Stored items:

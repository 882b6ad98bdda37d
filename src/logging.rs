//! Structured logging for the region ping tester
//!
//! This module provides:
//! - Leveled logging with console, JSON and compact output
//! - Structured fields attached to each entry
//! - Per-run correlation IDs so the lines of one probe can be grouped
//!
//! Warnings and errors go to stderr. Everything else goes to stdout unless the
//! logger is in stderr-only mode, which keeps a JSON event stream on stdout
//! clean.

use crate::error::{AppError, Result};
use crate::models::Config;
use chrono::{DateTime, Utc};
use serde::{Deserialize, Serialize};
use std::collections::HashMap;
use std::io::{self, Write};
use std::sync::Arc;
use tokio::sync::RwLock;
use uuid::Uuid;

/// Log level enumeration
#[derive(Debug, Clone, Copy, PartialEq, Eq, PartialOrd, Ord, Serialize, Deserialize)]
pub enum LogLevel {
    /// Trace level - most detailed
    Trace = 0,
    /// Debug level - detailed information for debugging
    Debug = 1,
    /// Info level - general application information
    Info = 2,
    /// Warning level - potentially harmful situations
    Warn = 3,
    /// Error level - error events but application can continue
    Error = 4,
    /// Fatal level - severe error events that cause application termination
    Fatal = 5,
}

impl LogLevel {
    /// Get log level name as string
    pub fn as_str(&self) -> &'static str {
        match self {
            LogLevel::Trace => "TRACE",
            LogLevel::Debug => "DEBUG",
            LogLevel::Info => "INFO",
            LogLevel::Warn => "WARN",
            LogLevel::Error => "ERROR",
            LogLevel::Fatal => "FATAL",
        }
    }

    /// Get ANSI color code for console output
    pub fn color_code(&self) -> &'static str {
        match self {
            LogLevel::Trace => "\x1b[37m",    // White
            LogLevel::Debug => "\x1b[36m",    // Cyan
            LogLevel::Info => "\x1b[32m",     // Green
            LogLevel::Warn => "\x1b[33m",     // Yellow
            LogLevel::Error => "\x1b[31m",    // Red
            LogLevel::Fatal => "\x1b[35m",    // Magenta
        }
    }

    /// Reset ANSI color code
    pub fn reset_code() -> &'static str {
        "\x1b[0m"
    }
}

*What you will do*. Please return every line of the records above that contains the word "ANSI".

*Response*.
    /// Get ANSI color code for console output
    /// Reset ANSI color code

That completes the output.